More character assassination than character study, Blue Jasmine is Woody Allen’s mordant takedown of the widowed wife of a disgraced real-estate profiteer and her feeble attempts at rehabilitating her ruined life. As the broke (and broken) Jasmine, Cate Blanchett serves well as an imperious one-time millionaire reduced to popping meds and boarding with her grocery-bagging adopted sister. Dubious scenario aside—and this one is a bit of a tough sell even with the adoption copout—this is some of Allen’s most focused and effective filmmaking in ages, revealing a lighter touch that helps mute many of the director’s familiar shortcomings.

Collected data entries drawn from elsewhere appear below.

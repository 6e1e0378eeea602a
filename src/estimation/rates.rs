//! Construction rate table
//!
//! Per-m² unit costs (FCFA) and construction duration ranges (months) keyed by
//! project category and finish tier. The table is read-only process-wide data.

use serde::{Deserialize, Serialize};
use std::borrow::Cow;
use std::fmt;
use std::str::FromStr;
use thiserror::Error;

use FinishTier::{Economical, Premium, Standard};
use ProjectCategory::{ApartmentBuilding, Duplex, EconomicalHouse, LuxuryVilla, StandardVilla};

/// Unit cost applied when a (category, tier) pair has no entry.
pub const DEFAULT_UNIT_COST: i64 = 300_000;

/// Duration range applied when a (category, tier) pair has no entry.
pub const DEFAULT_DURATION: DurationRange = DurationRange::new(8, 12);

/// Locations offered by the simulator form.
pub const LOCATIONS: [&str; 5] = [
    "Abidjan - Centre",
    "Abidjan - Périphérie",
    "Yamoussoukro",
    "Bouaké",
    "Autres villes",
];

#[derive(Debug, Error, PartialEq, Eq)]
#[error("unknown {kind}: {value:?}")]
pub struct UnknownVariant {
    pub kind: &'static str,
    pub value: String,
}

/// Building archetype being estimated
#[derive(Debug, Clone, Copy, PartialEq, Eq, Hash, Serialize, Deserialize)]
pub enum ProjectCategory {
    #[serde(rename = "Maison économique")]
    EconomicalHouse,
    #[serde(rename = "Villa standard")]
    StandardVilla,
    #[serde(rename = "Villa de luxe")]
    LuxuryVilla,
    #[serde(rename = "Duplex")]
    Duplex,
    #[serde(rename = "Immeuble")]
    ApartmentBuilding,
}

impl ProjectCategory {
    pub const ALL: [Self; 5] = [
        Self::EconomicalHouse,
        Self::StandardVilla,
        Self::LuxuryVilla,
        Self::Duplex,
        Self::ApartmentBuilding,
    ];

    /// Label shown to users and stored in `simulations.project_type`
    pub fn label(&self) -> &'static str {
        match self {
            Self::EconomicalHouse => "Maison économique",
            Self::StandardVilla => "Villa standard",
            Self::LuxuryVilla => "Villa de luxe",
            Self::Duplex => "Duplex",
            Self::ApartmentBuilding => "Immeuble",
        }
    }

    pub fn slug(&self) -> &'static str {
        match self {
            Self::EconomicalHouse => "maison_economique",
            Self::StandardVilla => "villa_standard",
            Self::LuxuryVilla => "villa_de_luxe",
            Self::Duplex => "duplex",
            Self::ApartmentBuilding => "immeuble",
        }
    }
}

impl fmt::Display for ProjectCategory {
    fn fmt(&self, f: &mut fmt::Formatter<'_>) -> fmt::Result {
        f.write_str(self.label())
    }
}

impl FromStr for ProjectCategory {
    type Err = UnknownVariant;

    fn from_str(s: &str) -> Result<Self, Self::Err> {
        let key = fold_key(s);
        Self::ALL
            .into_iter()
            .find(|c| fold_key(c.label()) == key || fold_key(c.slug()) == key)
            .ok_or_else(|| UnknownVariant {
                kind: "project category",
                value: s.to_string(),
            })
    }
}

/// Finishing quality level
#[derive(Debug, Clone, Copy, PartialEq, Eq, Hash, Serialize, Deserialize)]
pub enum FinishTier {
    #[serde(rename = "Économique")]
    Economical,
    #[serde(rename = "Standard")]
    Standard,
    #[serde(rename = "Premium")]
    Premium,
}

impl FinishTier {
    pub const ALL: [Self; 3] = [Self::Economical, Self::Standard, Self::Premium];

    /// Label shown to users and stored in `simulations.quality_level`
    pub fn label(&self) -> &'static str {
        match self {
            Self::Economical => "Économique",
            Self::Standard => "Standard",
            Self::Premium => "Premium",
        }
    }

    pub fn slug(&self) -> &'static str {
        match self {
            Self::Economical => "economique",
            Self::Standard => "standard",
            Self::Premium => "premium",
        }
    }
}

impl fmt::Display for FinishTier {
    fn fmt(&self, f: &mut fmt::Formatter<'_>) -> fmt::Result {
        f.write_str(self.label())
    }
}

impl FromStr for FinishTier {
    type Err = UnknownVariant;

    fn from_str(s: &str) -> Result<Self, Self::Err> {
        let key = fold_key(s);
        Self::ALL
            .into_iter()
            .find(|t| fold_key(t.label()) == key || fold_key(t.slug()) == key)
            .ok_or_else(|| UnknownVariant {
                kind: "finish tier",
                value: s.to_string(),
            })
    }
}

/// Lowercase, strip French accents and collapse separators so that
/// "Maison économique", "maison_economique" and "MAISON  ECONOMIQUE" compare equal.
fn fold_key(s: &str) -> String {
    let folded: String = s
        .trim()
        .chars()
        .flat_map(char::to_lowercase)
        .map(|c| match c {
            'à' | 'â' | 'ä' => 'a',
            'é' | 'è' | 'ê' | 'ë' => 'e',
            'î' | 'ï' => 'i',
            'ô' | 'ö' => 'o',
            'ù' | 'û' | 'ü' => 'u',
            'ç' => 'c',
            '_' | '-' => ' ',
            other => other,
        })
        .collect();

    folded.split_whitespace().collect::<Vec<_>>().join(" ")
}

/// Construction duration in whole months, `min <= max`
#[derive(Debug, Clone, Copy, PartialEq, Eq, Serialize, Deserialize)]
pub struct DurationRange {
    pub min: u32,
    pub max: u32,
}

impl DurationRange {
    pub const fn new(min: u32, max: u32) -> Self {
        Self { min, max }
    }
}

/// One tariff row
#[derive(Debug, Clone, Copy, PartialEq, Eq, Serialize)]
pub struct RateEntry {
    pub category: ProjectCategory,
    pub tier: FinishTier,
    /// FCFA per m²
    pub unit_cost: i64,
    pub duration: DurationRange,
}

const fn rate(
    category: ProjectCategory,
    tier: FinishTier,
    unit_cost: i64,
    min_months: u32,
    max_months: u32,
) -> RateEntry {
    RateEntry {
        category,
        tier,
        unit_cost,
        duration: DurationRange::new(min_months, max_months),
    }
}

static STANDARD_RATES: [RateEntry; 15] = [
    rate(EconomicalHouse, Economical, 180_000, 4, 5),
    rate(EconomicalHouse, Standard, 220_000, 5, 6),
    rate(EconomicalHouse, Premium, 280_000, 6, 8),
    rate(StandardVilla, Economical, 250_000, 6, 8),
    rate(StandardVilla, Standard, 320_000, 8, 10),
    rate(StandardVilla, Premium, 450_000, 10, 12),
    rate(LuxuryVilla, Economical, 400_000, 10, 12),
    rate(LuxuryVilla, Standard, 550_000, 12, 16),
    rate(LuxuryVilla, Premium, 800_000, 14, 20),
    rate(Duplex, Economical, 280_000, 8, 10),
    rate(Duplex, Standard, 380_000, 10, 12),
    rate(Duplex, Premium, 520_000, 12, 14),
    rate(ApartmentBuilding, Economical, 200_000, 12, 18),
    rate(ApartmentBuilding, Standard, 280_000, 18, 24),
    rate(ApartmentBuilding, Premium, 400_000, 20, 30),
];

static STANDARD_TABLE: RateTable = RateTable {
    entries: Cow::Borrowed(&STANDARD_RATES),
};

/// Lookup table from (category, tier) to tariff.
///
/// Missing pairs never fail: they resolve to [`DEFAULT_UNIT_COST`] and
/// [`DEFAULT_DURATION`] and log a warning so operators can fill the gap.
#[derive(Debug, Clone)]
pub struct RateTable {
    entries: Cow<'static, [RateEntry]>,
}

impl RateTable {
    /// The tariff grid served to users
    pub fn standard() -> &'static RateTable {
        &STANDARD_TABLE
    }

    pub fn from_entries(entries: Vec<RateEntry>) -> Self {
        Self {
            entries: Cow::Owned(entries),
        }
    }

    pub fn entries(&self) -> &[RateEntry] {
        &self.entries
    }

    pub fn entry(&self, category: ProjectCategory, tier: FinishTier) -> Option<&RateEntry> {
        self.entries
            .iter()
            .find(|e| e.category == category && e.tier == tier)
    }

    pub fn lookup_unit_cost(&self, category: ProjectCategory, tier: FinishTier) -> i64 {
        match self.entry(category, tier) {
            Some(entry) => entry.unit_cost,
            None => {
                report_gap(category, tier);
                DEFAULT_UNIT_COST
            }
        }
    }

    pub fn lookup_duration_range(
        &self,
        category: ProjectCategory,
        tier: FinishTier,
    ) -> DurationRange {
        match self.entry(category, tier) {
            Some(entry) => entry.duration,
            None => {
                report_gap(category, tier);
                DEFAULT_DURATION
            }
        }
    }
}

fn report_gap(category: ProjectCategory, tier: FinishTier) {
    tracing::warn!(
        category = %category,
        tier = %tier,
        "No rate entry for category/tier, using default tariff"
    );
}

/// Unit cost from the standard table
pub fn lookup_unit_cost(category: ProjectCategory, tier: FinishTier) -> i64 {
    RateTable::standard().lookup_unit_cost(category, tier)
}

/// Duration range from the standard table
pub fn lookup_duration_range(category: ProjectCategory, tier: FinishTier) -> DurationRange {
    RateTable::standard().lookup_duration_range(category, tier)
}

#[cfg(test)]
mod tests {
    use super::*;

    #[test]
    fn every_offered_pair_has_a_positive_tariff() {
        for category in ProjectCategory::ALL {
            for tier in FinishTier::ALL {
                let entry = RateTable::standard()
                    .entry(category, tier)
                    .unwrap_or_else(|| panic!("missing {category} / {tier}"));
                assert!(entry.unit_cost > 0);
                assert!(entry.duration.min > 0);
                assert!(entry.duration.min <= entry.duration.max);
            }
        }
    }

    #[test]
    fn known_tariffs() {
        assert_eq!(lookup_unit_cost(StandardVilla, Standard), 320_000);
        assert_eq!(lookup_duration_range(StandardVilla, Standard), DurationRange::new(8, 10));
        assert_eq!(lookup_unit_cost(EconomicalHouse, Economical), 180_000);
        assert_eq!(lookup_duration_range(EconomicalHouse, Economical), DurationRange::new(4, 5));
        assert_eq!(lookup_unit_cost(LuxuryVilla, Premium), 800_000);
        assert_eq!(lookup_duration_range(ApartmentBuilding, Premium), DurationRange::new(20, 30));
    }

    #[test]
    fn missing_pair_falls_back_to_defaults() {
        let table = RateTable::from_entries(vec![rate(Duplex, Standard, 380_000, 10, 12)]);

        assert_eq!(table.lookup_unit_cost(Duplex, Standard), 380_000);
        assert_eq!(table.lookup_unit_cost(Duplex, Premium), DEFAULT_UNIT_COST);
        assert_eq!(table.lookup_duration_range(LuxuryVilla, Economical), DEFAULT_DURATION);
    }

    #[test]
    fn parses_labels_and_slugs() {
        assert_eq!("Villa standard".parse::<ProjectCategory>(), Ok(StandardVilla));
        assert_eq!("maison_economique".parse::<ProjectCategory>(), Ok(EconomicalHouse));
        assert_eq!("  VILLA DE LUXE ".parse::<ProjectCategory>(), Ok(LuxuryVilla));
        assert_eq!("Économique".parse::<FinishTier>(), Ok(Economical));
        assert_eq!("economique".parse::<FinishTier>(), Ok(Economical));
        assert_eq!("premium".parse::<FinishTier>(), Ok(Premium));
    }

    #[test]
    fn rejects_values_outside_the_enumeration() {
        let err = "Château".parse::<ProjectCategory>().unwrap_err();
        assert_eq!(err.kind, "project category");
        assert!("Luxe".parse::<FinishTier>().is_err());
        assert!("".parse::<FinishTier>().is_err());
    }

    #[test]
    fn labels_round_trip_through_serde() {
        let json = serde_json::to_string(&EconomicalHouse).unwrap();
        assert_eq!(json, "\"Maison économique\"");
        let tier: FinishTier = serde_json::from_str("\"Économique\"").unwrap();
        assert_eq!(tier, Economical);
    }
}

Some secondary characters may still seem cobbled together from a few Borscht Belt jokes—Michael Stuhlbarg’s horn-dog dentist, for instance—but others have been elevated by imaginative casting, such as Louis C.K.’s genial turn as one of the biggest assholes in a film littered with them. Indeed, the worst of all may be Jasmine herself, who takes the fall for a self-destructing moneyed elite that has reduced the working class to collateral damage in its own petty games. For once, Allen’s scorn towards his characters feel earned, and he leaves this woman to the mercy of her own memories. She is reduced to a muttering mess of grief and guilt, while everyone around her repeats the useless refrain, “The past is past.” Anyone who has ever held a debt knows better.